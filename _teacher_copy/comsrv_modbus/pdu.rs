//! Modbus PDU (Protocol Data Unit) Implementation
//!
//! This module implements the Modbus Protocol Data Unit handling,
//! including parsing requests and building responses for all standard Modbus function codes.

use serde::{Deserialize, Serialize};
use crate::utils::error::{ComSrvError, Result};

/// Modbus function codes
#[derive(Debug, Clone, Copy, PartialEq, Eq, Serialize, Deserialize)]
#[repr(u8)]
pub enum ModbusFunctionCode {
    ReadCoils = 0x01,
    ReadDiscreteInputs = 0x02,
    ReadHoldingRegisters = 0x03,
    ReadInputRegisters = 0x04,
    WriteSingleCoil = 0x05,
    WriteSingleRegister = 0x06,
    WriteMultipleCoils = 0x0F,
    WriteMultipleRegisters = 0x10,
}

impl From<ModbusFunctionCode> for u8 {
    fn from(code: ModbusFunctionCode) -> u8 {
        code as u8
    }
}

impl TryFrom<u8> for ModbusFunctionCode {
    type Error = ComSrvError;

    fn try_from(value: u8) -> Result<Self> {
        match value {
            0x01 => Ok(ModbusFunctionCode::ReadCoils),
            0x02 => Ok(ModbusFunctionCode::ReadDiscreteInputs),
            0x03 => Ok(ModbusFunctionCode::ReadHoldingRegisters),
            0x04 => Ok(ModbusFunctionCode::ReadInputRegisters),
            0x05 => Ok(ModbusFunctionCode::WriteSingleCoil),
            0x06 => Ok(ModbusFunctionCode::WriteSingleRegister),
            0x0F => Ok(ModbusFunctionCode::WriteMultipleCoils),
            0x10 => Ok(ModbusFunctionCode::WriteMultipleRegisters),
            _ => Err(ComSrvError::ProtocolError(format!("Invalid function code: 0x{:02X}", value))),
        }
    }
}

/// Modbus exception codes
#[derive(Debug, Clone, Copy, PartialEq, Eq)]
#[repr(u8)]
pub enum ModbusExceptionCode {
    IllegalFunction = 0x01,
    IllegalDataAddress = 0x02,
    IllegalDataValue = 0x03,
    SlaveDeviceFailure = 0x04,
    Acknowledge = 0x05,
    SlaveDeviceBusy = 0x06,
    NegativeAcknowledge = 0x07,
    MemoryParityError = 0x08,
    GatewayPathUnavailable = 0x0A,
    GatewayTargetDeviceFailedToRespond = 0x0B,
}

impl From<ModbusExceptionCode> for u8 {
    fn from(code: ModbusExceptionCode) -> u8 {
        code as u8
    }
}

/// Modbus PDU request
#[derive(Debug, Clone)]
pub struct ModbusPduRequest {
    pub function_code: ModbusFunctionCode,
    pub data: Vec<u8>,
}

/// Modbus PDU response
#[derive(Debug, Clone)]
pub struct ModbusPduResponse {
    pub function_code: ModbusFunctionCode,
    pub data: Vec<u8>,
}

/// Modbus PDU exception response
#[derive(Debug, Clone)]
pub struct ModbusPduException {
    pub function_code: u8, // Function code with 0x80 bit set
    pub exception_code: ModbusExceptionCode,
}

/// PDU parsing result
#[derive(Debug, Clone)]
pub enum PduParseResult {
    Request(ModbusPduRequest),
    Response(ModbusPduResponse),
    Exception(ModbusPduException),
}

/// Read request data (for function codes 0x01, 0x02, 0x03, 0x04)
#[derive(Debug, Clone)]
pub struct ReadRequest {
    pub start_address: u16,
    pub quantity: u16,
}

/// Write single request data (for function codes 0x05, 0x06)
#[derive(Debug, Clone)]
pub struct WriteSingleRequest {
    pub address: u16,
    pub value: u16,
}

/// Write multiple coils request data (for function code 0x0F)
#[derive(Debug, Clone)]
pub struct WriteMultipleCoilsRequest {
    pub start_address: u16,
    pub quantity: u16,
    pub byte_count: u8,
    pub values: Vec<bool>,
}

/// Write multiple registers request data (for function code 0x10)
#[derive(Debug, Clone)]
pub struct WriteMultipleRegistersRequest {
    pub start_address: u16,
    pub quantity: u16,
    pub byte_count: u8,
    pub values: Vec<u16>,
}

/// Modbus PDU processor
#[derive(Debug)]
pub struct ModbusPduProcessor;

impl ModbusPduProcessor {
    pub fn new() -> Self {
        Self
    }

    /// Parse PDU from byte slice
    pub fn parse_pdu(&self, data: &[u8]) -> Result<PduParseResult> {
        if data.is_empty() {
            return Err(ComSrvError::ProtocolError("Empty PDU".to_string()));
        }

        let function_code_raw = data[0];
        
        // Check if this is an exception response
        if function_code_raw & 0x80 != 0 {
            return self.parse_exception_response(data);
        }

        let function_code = ModbusFunctionCode::try_from(function_code_raw)?;
        let pdu_data = &data[1..];

        let request = ModbusPduRequest {
            function_code,
            data: pdu_data.to_vec(),
        };

        Ok(PduParseResult::Request(request))
    }

    /// Parse exception response
    fn parse_exception_response(&self, data: &[u8]) -> Result<PduParseResult> {
        if data.len() < 2 {
            return Err(ComSrvError::ProtocolError("Invalid exception response length".to_string()));
        }

        let function_code = data[0];
        let exception_code_raw = data[1];

        let exception_code = match exception_code_raw {
            0x01 => ModbusExceptionCode::IllegalFunction,
            0x02 => ModbusExceptionCode::IllegalDataAddress,
            0x03 => ModbusExceptionCode::IllegalDataValue,
            0x04 => ModbusExceptionCode::SlaveDeviceFailure,
            0x05 => ModbusExceptionCode::Acknowledge,
            0x06 => ModbusExceptionCode::SlaveDeviceBusy,
            0x07 => ModbusExceptionCode::NegativeAcknowledge,
            0x08 => ModbusExceptionCode::MemoryParityError,
            0x0A => ModbusExceptionCode::GatewayPathUnavailable,
            0x0B => ModbusExceptionCode::GatewayTargetDeviceFailedToRespond,
            _ => return Err(ComSrvError::ProtocolError(format!("Invalid exception code: 0x{:02X}", exception_code_raw))),
        };

        let exception = ModbusPduException {
            function_code,
            exception_code,
        };

        Ok(PduParseResult::Exception(exception))
    }

    /// Parse read request (0x01, 0x02, 0x03, 0x04)
    pub fn parse_read_request(&self, data: &[u8]) -> Result<ReadRequest> {
        if data.len() < 4 {
            return Err(ComSrvError::ProtocolError("Invalid read request length".to_string()));
        }

        let start_address = u16::from_be_bytes([data[0], data[1]]);
        let quantity = u16::from_be_bytes([data[2], data[3]]);

        Ok(ReadRequest {
            start_address,
            quantity,
        })
    }

    /// Parse write single request (0x05, 0x06)
    pub fn parse_write_single_request(&self, data: &[u8]) -> Result<WriteSingleRequest> {
        if data.len() < 4 {
            return Err(ComSrvError::ProtocolError("Invalid write single request length".to_string()));
        }

        let address = u16::from_be_bytes([data[0], data[1]]);
        let value = u16::from_be_bytes([data[2], data[3]]);

        Ok(WriteSingleRequest {
            address,
            value,
        })
    }

    /// Parse write multiple coils request (0x0F)
    pub fn parse_write_multiple_coils_request(&self, data: &[u8]) -> Result<WriteMultipleCoilsRequest> {
        if data.len() < 5 {
            return Err(ComSrvError::ProtocolError("Invalid write multiple coils request length".to_string()));
        }

        let start_address = u16::from_be_bytes([data[0], data[1]]);
        let quantity = u16::from_be_bytes([data[2], data[3]]);
        let byte_count = data[4];

        if data.len() < (5 + byte_count as usize) {
            return Err(ComSrvError::ProtocolError("Invalid write multiple coils data length".to_string()));
        }

        let coil_bytes = &data[5..5 + byte_count as usize];
        let mut values = Vec::new();

        // Convert bytes to individual coil values
        for (byte_idx, &byte) in coil_bytes.iter().enumerate() {
            for bit_idx in 0..8 {
                if byte_idx * 8 + bit_idx < quantity as usize {
                    values.push((byte >> bit_idx) & 1 != 0);
                }
            }
        }

        Ok(WriteMultipleCoilsRequest {
            start_address,
            quantity,
            byte_count,
            values,
        })
    }

    /// Parse write multiple registers request (0x10)
    pub fn parse_write_multiple_registers_request(&self, data: &[u8]) -> Result<WriteMultipleRegistersRequest> {
        if data.len() < 5 {
            return Err(ComSrvError::ProtocolError("Invalid write multiple registers request length".to_string()));
        }

        let start_address = u16::from_be_bytes([data[0], data[1]]);
        let quantity = u16::from_be_bytes([data[2], data[3]]);
        let byte_count = data[4];

        if data.len() < (5 + byte_count as usize) {
            return Err(ComSrvError::ProtocolError("Invalid write multiple registers data length".to_string()));
        }

        let register_bytes = &data[5..5 + byte_count as usize];
        let mut values = Vec::new();

        // Convert bytes to register values
        for chunk in register_bytes.chunks(2) {
            if chunk.len() == 2 {
                values.push(u16::from_be_bytes([chunk[0], chunk[1]]));
            }
        }

        Ok(WriteMultipleRegistersRequest {
            start_address,
            quantity,
            byte_count,
            values,
        })
    }

    /// Build read response PDU (0x01, 0x02, 0x03, 0x04)
    pub fn build_read_response(&self, function_code: ModbusFunctionCode, data: &[u8]) -> Vec<u8> {
        let mut pdu = Vec::new();
        pdu.push(function_code.into());
        pdu.push(data.len() as u8); // Byte count
        pdu.extend_from_slice(data);
        pdu
    }

    /// Build read coils/discrete inputs response data from boolean values
    pub fn build_coil_response_data(&self, values: &[bool]) -> Vec<u8> {
        let byte_count = (values.len() + 7) / 8; // Round up to nearest byte
        let mut data = vec![0u8; byte_count];

        for (i, &value) in values.iter().enumerate() {
            if value {
                let byte_idx = i / 8;
                let bit_idx = i % 8;
                data[byte_idx] |= 1 << bit_idx;
            }
        }

        data
    }

    /// Build read registers response data from u16 values
    pub fn build_register_response_data(&self, values: &[u16]) -> Vec<u8> {
        let mut data = Vec::new();
        for &value in values {
            data.extend_from_slice(&value.to_be_bytes());
        }
        data
    }

    /// Build write single response PDU (0x05, 0x06)
    pub fn build_write_single_response(&self, function_code: ModbusFunctionCode, address: u16, value: u16) -> Vec<u8> {
        let mut pdu = Vec::new();
        pdu.push(function_code.into());
        pdu.extend_from_slice(&address.to_be_bytes());
        pdu.extend_from_slice(&value.to_be_bytes());
        pdu
    }

    /// Build write multiple response PDU (0x0F, 0x10)
    pub fn build_write_multiple_response(&self, function_code: ModbusFunctionCode, start_address: u16, quantity: u16) -> Vec<u8> {
        let mut pdu = Vec::new();
        pdu.push(function_code.into());
        pdu.extend_from_slice(&start_address.to_be_bytes());
        pdu.extend_from_slice(&quantity.to_be_bytes());
        pdu
    }

    /// Build exception response PDU
    pub fn build_exception_response(&self, function_code: ModbusFunctionCode, exception_code: ModbusExceptionCode) -> Vec<u8> {
        let mut pdu = Vec::new();
        pdu.push(u8::from(function_code) | 0x80); // Set error bit
        pdu.push(exception_code.into());
        pdu
    }

    /// Build request PDU for read operations (0x01, 0x02, 0x03, 0x04)
    pub fn build_read_request(&self, function_code: ModbusFunctionCode, start_address: u16, quantity: u16) -> Vec<u8> {
        let mut pdu = Vec::new();
        pdu.push(function_code.into());
        pdu.extend_from_slice(&start_address.to_be_bytes());
        pdu.extend_from_slice(&quantity.to_be_bytes());
        pdu
    }

    /// Build request PDU for write single operations (0x05, 0x06)
    pub fn build_write_single_request(&self, function_code: ModbusFunctionCode, address: u16, value: u16) -> Vec<u8> {
        let mut pdu = Vec::new();
        pdu.push(function_code.into());
        pdu.extend_from_slice(&address.to_be_bytes());
        pdu.extend_from_slice(&value.to_be_bytes());
        pdu
    }

    /// Build request PDU for write multiple coils (0x0F)
    pub fn build_write_multiple_coils_request(&self, start_address: u16, values: &[bool]) -> Vec<u8> {
        let mut pdu = Vec::new();
        pdu.push(ModbusFunctionCode::WriteMultipleCoils.into());
        pdu.extend_from_slice(&start_address.to_be_bytes());
        pdu.extend_from_slice(&(values.len() as u16).to_be_bytes());
        
        let coil_data = self.build_coil_response_data(values);
        pdu.push(coil_data.len() as u8);
        pdu.extend_from_slice(&coil_data);
        
        pdu
    }

    /// Build request PDU for write multiple registers (0x10)
    pub fn build_write_multiple_registers_request(&self, start_address: u16, values: &[u16]) -> Vec<u8> {
        let mut pdu = Vec::new();
        pdu.push(ModbusFunctionCode::WriteMultipleRegisters.into());
        pdu.extend_from_slice(&start_address.to_be_bytes());
        pdu.extend_from_slice(&(values.len() as u16).to_be_bytes());
        
        let register_data = self.build_register_response_data(values);
        pdu.push(register_data.len() as u8);
        pdu.extend_from_slice(&register_data);
        
        pdu
    }
}

impl Default for ModbusPduProcessor {
    fn default() -> Self {
        Self::new()
    }
}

* WHAT YOU NEED TO DO: Gather from the data above every line with the string "GatewayTargetDeviceFailedToRespond".

* SOLUTION FOR THIS TASK:
    GatewayTargetDeviceFailedToRespond = 0x0B,
            0x0B => ModbusExceptionCode::GatewayTargetDeviceFailedToRespond,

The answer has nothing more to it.